Carlos Carreiras entrou nesta conversa com a Vichyssoise, na rádio Observador, a partir da Câmara de Cascais que lidera desde 2013. Está a preparar-se para a última candidatura ao cargo executivo que diz ser o único que está disponível para exercer. Depois disso quer ir arranjar forma de ter “uma reforma serena” e, por isso, “voltar novamente a trabalhar”. E se dúvidas houvesse, garante: se vencer estas eleições, é para ficar os quatro anos.
O social-democrata não poupa críticas a Rui Rio e admite até “tristeza” com o rumo da atual liderança do partido. Apesar disso, não equaciona afastar-se ou concorrer numa candidatura independente e contra o seu partido de sempre. “O PSD faz parte do meu património pessoal, aprendi-o com o meu próprio pai”.
Quanto ao futuro de Rui Rio, Carreiras deixa uma ressalva: “Rui Rio tem condições para ser muito melhor primeiro-ministro que António Costa”. Mas há um pormenor. “O problema é que para se ser primeiro-ministro tem que se ganhar eleições”, recorda.
Depois do aviso de Rui Rio, tem-se portado bem ou é um dos que se arrisca a perder o apoio do partido nas próximas autárquicas?
Tenho 59 anos, este ano passo para a condição de sexagenário. Infelizmente, já não tenho o meu pai vivo e não consigo compreender como é que há uma afirmação dessa natureza por parte do presidente do partido. Não me vai condicionar absolutamente em nada e continuarei a ter exatamente a mesma atitude que sempre tive desde a fundação do PSD.
Acha que houve desconsideração de Rui Rio pelos autarcas?
Não, é uma atitude recorrente que não é compreensível. Aliás, é um dos motivos que me afastam desta liderança é esta arrogância e esta prepotência que permanentemente o presidente do partido tem. E em vez de se dirigir para a política nacional, afirmando um projeto alternativo e criticando as medidas do atual Governo, prefere atacar militantes e dirigentes do próprio PSD. É algo que não se consegue compreender e não é desta forma que as próprias lideranças se conseguem afirmar.
A troca de galhardetes começou com umas declarações suas sobre como a “posição de Rio é nefasta [para o país] e derrotista [para o partido]”. Depois disso, Rio desencantou Carlos Moedas como candidato à Câmara de Lisboa. As suas declarações envelheceram mal?
A primeira afirmação, quando a disse foi quando o líder do partido, de forma extemporânea, veio propor o adiamento das eleições autárquicas justificando que não ia estar concluído o processos de vacinação, não ia haver condições para que se pudessem realizar autárquicas no período entre o final de setembro e o princípio de outubro. E isso denotava um derrotismo à partida, especialmente para o próprio país. Nessa altura, já havia operadores turísticos que estavam a anular oferta, nomeadamente na área do turismo e da hotelaria que têm sido tão massacradas. Portanto fazer essas declarações nessa altura era não só extemporâneo como negativas para o país. E eram incompreensíveis, porque se há período em que a situação pandémica se manifesta aceitável é o final do verão e não o pico do inverno.
A escolha de Carlos Moedas não é uma demonstração de que Rui Rio afinal, como disse aqui numa entrevista ao Observador, sabe o que está a fazer?
Carlos Moedas é uma boa escolha e não quero aqui assumir nenhuma atitude provocatória. Mas o artigo que escrevi também podia induzir que o processo estava atrasado e também serviu para alertar o líder do partido, que imediatamente veio responder com a apresentação de 100 candidaturas. Carlos Moedas em Lisboa e Fernando Negrão para Setúbal são dois excelentes candidatos e dois excelentes presidentes de câmara.
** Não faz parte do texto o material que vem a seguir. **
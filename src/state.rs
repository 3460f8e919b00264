use std::sync::Arc;

use crate::config::Config;
use crate::db::Store;
use crate::email::Notifier;
use crate::rate_limit::LoginRateLimiter;
use crate::storage::ImageStore;

pub type SharedState = Arc<AppState>;

pub struct AppState {
    pub store: Arc<dyn Store>,
    pub notifier: Arc<dyn Notifier>,
    pub images: Arc<dyn ImageStore>,
    pub config: Config,
    pub login_limiter: LoginRateLimiter,
}
use std::net::IpAddr;
use std::path::PathBuf;

#[derive(Debug, Clone)]
pub struct Config {
    pub database_url: String,
    pub jwt_secret: String,
    pub host: IpAddr,
    pub port: u16,
    pub base_url: String,
    pub reset_url_base: String,
    pub upload_dir: PathBuf,
    pub max_body_size: usize,
    pub account_disclosure: AccountDisclosure,
    pub log_level: String,
    pub smtp: Option<SmtpConfig>,
}

#[derive(Debug, Clone)]
pub struct SmtpConfig {
    pub host: String,
    pub port: u16,
    pub user: String,
    pub pass: String,
    pub from: String,
}

/// Whether `forgot-password` tells the caller that an email is unknown.
#[derive(Debug, Clone, Copy, PartialEq, Eq)]
pub enum AccountDisclosure {
    /// Same confirmation for known and unknown emails.
    Generic,
    /// Unknown emails fail with `NotFound`.
    Explicit,
}

impl Config {
    pub fn from_env() -> Result<Self, String> {
        let database_url = env_required("DATABASE_URL")?;
        let jwt_secret = env_required("JWT_SECRET")?;

        let host: IpAddr = env_or("PETNEST_HOST", "0.0.0.0")
            .parse()
            .map_err(|e| format!("Invalid PETNEST_HOST: {e}"))?;

        let port: u16 = env_or("PETNEST_PORT", "3000")
            .parse()
            .map_err(|e| format!("Invalid PETNEST_PORT: {e}"))?;

        let base_url = env_or("PETNEST_BASE_URL", &format!("http://{host}:{port}"));
        let reset_url_base = env_or("PETNEST_RESET_URL_BASE", &base_url);

        let upload_dir = PathBuf::from(env_or("PETNEST_UPLOAD_DIR", "uploads"));

        let max_body_size: usize = env_or("PETNEST_MAX_BODY_SIZE", "10485760")
            .parse()
            .map_err(|e| format!("Invalid PETNEST_MAX_BODY_SIZE: {e}"))?;

        let account_disclosure = match env_or("PETNEST_ACCOUNT_DISCLOSURE", "generic").as_str() {
            "explicit" => AccountDisclosure::Explicit,
            "generic" => AccountDisclosure::Generic,
            other => {
                return Err(format!(
                    "Invalid PETNEST_ACCOUNT_DISCLOSURE '{other}': expected generic or explicit"
                ));
            }
        };

        let log_level = env_or("PETNEST_LOG_LEVEL", "info");

        let smtp = match (
            std::env::var("PETNEST_SMTP_HOST").ok(),
            std::env::var("PETNEST_SMTP_PORT").ok(),
            std::env::var("PETNEST_SMTP_USER").ok(),
            std::env::var("PETNEST_SMTP_PASS").ok(),
            std::env::var("PETNEST_SMTP_FROM").ok(),
        ) {
            (Some(host), Some(port), Some(user), Some(pass), Some(from)) => Some(SmtpConfig {
                host,
                port: port
                    .parse()
                    .map_err(|e| format!("Invalid PETNEST_SMTP_PORT: {e}"))?,
                user,
                pass,
                from,
            }),
            _ => None,
        };

        Ok(Config {
            database_url,
            jwt_secret,
            host,
            port,
            base_url,
            reset_url_base,
            upload_dir,
            max_body_size,
            account_disclosure,
            log_level,
            smtp,
        })
    }
}

fn env_required(key: &str) -> Result<String, String> {
    std::env::var(key).map_err(|_| format!("Missing required environment variable: {key}"))
}

fn env_or(key: &str, default: &str) -> String {
    std::env::var(key).unwrap_or_else(|_| default.to_string())
}
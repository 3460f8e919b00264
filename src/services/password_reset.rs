//! One-time password reset tokens.
//!
//! Only the SHA-256 of a token is persisted. The token fields are written
//! before the notifier is contacted, so a failed send leaves a usable token.

use chrono::{Duration, Utc};

use crate::auth::{password, reset_token};
use crate::config::AccountDisclosure;
use crate::db::Store;
use crate::email::Notifier;
use crate::error::AppError;
use crate::services::credentials::{normalize_email, validate_password};

pub const RESET_TOKEN_TTL_MINUTES: i64 = 10;

pub const RESET_LINK_SENT: &str = "Password reset link sent to your email";
pub const GENERIC_RESET_CONFIRMATION: &str =
    "If that email is registered, a password reset link has been sent.";
pub const RESET_COMPLETE: &str = "Password reset successful";

pub fn reset_url(base: &str, token: &str) -> String {
    format!("{}/reset-password/{token}", base.trim_end_matches('/'))
}

pub async fn forgot_password(
    store: &dyn Store,
    notifier: &dyn Notifier,
    reset_url_base: &str,
    disclosure: AccountDisclosure,
    email: &str,
) -> Result<String, AppError> {
    let email = normalize_email(email);

    let Some(user) = store.find_user_by_email(&email).await? else {
        return match disclosure {
            AccountDisclosure::Explicit => Err(AppError::NotFound(
                "User with that email does not exist".to_string(),
            )),
            AccountDisclosure::Generic => Ok(GENERIC_RESET_CONFIRMATION.to_string()),
        };
    };

    let token = reset_token::generate();
    let expires_at = Utc::now() + Duration::minutes(RESET_TOKEN_TTL_MINUTES);
    store
        .set_reset_token(user.id, &reset_token::hash(&token), expires_at)
        .await?;

    notifier
        .send_password_reset(&user.email, &reset_url(reset_url_base, &token))
        .await
        .map_err(|e| AppError::Upstream(format!("Failed to send password reset email: {e}")))?;

    tracing::info!(user_id = %user.id, %expires_at, "password reset issued");

    Ok(match disclosure {
        AccountDisclosure::Explicit => RESET_LINK_SENT.to_string(),
        AccountDisclosure::Generic => GENERIC_RESET_CONFIRMATION.to_string(),
    })
}

pub async fn reset_password(
    store: &dyn Store,
    token: &str,
    new_password: &str,
) -> Result<String, AppError> {
    validate_password(new_password)?;

    let token_hash = reset_token::hash(token);
    let user = store
        .find_user_by_reset_token(&token_hash, Utc::now())
        .await?
        .ok_or(AppError::TokenInvalidOrExpired)?;

    let password_hash = password::hash(new_password).map_err(AppError::Internal)?;

    // A concurrent reset with the same token may have consumed it since the lookup.
    if !store
        .complete_password_reset(user.id, &token_hash, &password_hash)
        .await?
    {
        return Err(AppError::TokenInvalidOrExpired);
    }

    tracing::info!(user_id = %user.id, "password reset completed");
    Ok(RESET_COMPLETE.to_string())
}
Mas com essa animosidade tão grande face à direção do partido podia decidir ir a votos como independente. Ou isso não está nos seus planos?
Não, nunca esteve na minha cabeça. Era uma completa incoerência porque seria fazer o mesmo que eu critiquei a muitos dirigentes do partido atuais e, especialmente, até ao próprio presidente do partido. É quase uma atitude de clubismo. O PSD faz parte do meu património pessoal, aprendi-o com o meu próprio pai, que mesmo antes do 25 de Abril já tinha atividade política, e depois também influenciado pela atitude inspiradora de Francisco Sá Carneiro. Nunca admitiria ir contra os meus como vi fazer outros dirigentes do partido que hoje têm responsabilidades na direção nacional. E realiza-me muito ser presidente de câmara e autarca aqui em Cascais. São aliás as únicas funções executivas para que estou disponível. Mesmo com esta tristeza, isso não me levaria a ter uma atitude de ressabiamento e apresentar-me contra o PSD.
Recentemente, em entrevista ao Observador, Rui Rio acusou-o de ter sido incompetente na gestão do processo autárquico de 2017, quando foi coordenador estratégico do PSD, numas eleições em que o partido teve um péssimo resultado e que motivaram até a saída de Pedro de Passos Coelho. Consegue reconhecer que cometeu erros?
Claramente que sim. Mas isso também decorre dos próprios estatutos do partido. Ou se quer respeitar a carta magna do PSD ou então segue-se um outro processo qualquer que não respeita as linhas fundamentais de organização do partido. E essas linhas indicam que esta escolha é corresponsabilidade das estruturas locais concelhias, das estruturas distritais e também da direção nacional, que tem homologar ou não homologar o que é proposto.
Considera que a direção do PSD tem desrespeitado esses mesmos estatutos?
Em alguns casos não, mas também há formas de ter essa atitude por parte dos órgãos nacionais, sem desrespeitar as estruturas distritais e concelhias.
Mas se diz que em alguns casos não, é porque noutro sim… há desrespeito pelos estatutos.
Sim, o mais evidente de todos foi com Nuno Freitas, em Coimbra, que era proposto pela concelhia e pela distrital e a comissão política nacional impõe um nome que não é o que está nos estatutos.
Mantendo-se o atual calendário político, Rui Rio terá de enfrentar eleições internas em janeiro de 2022. Acredita que o atual líder tem condições para se manter à frente do partido?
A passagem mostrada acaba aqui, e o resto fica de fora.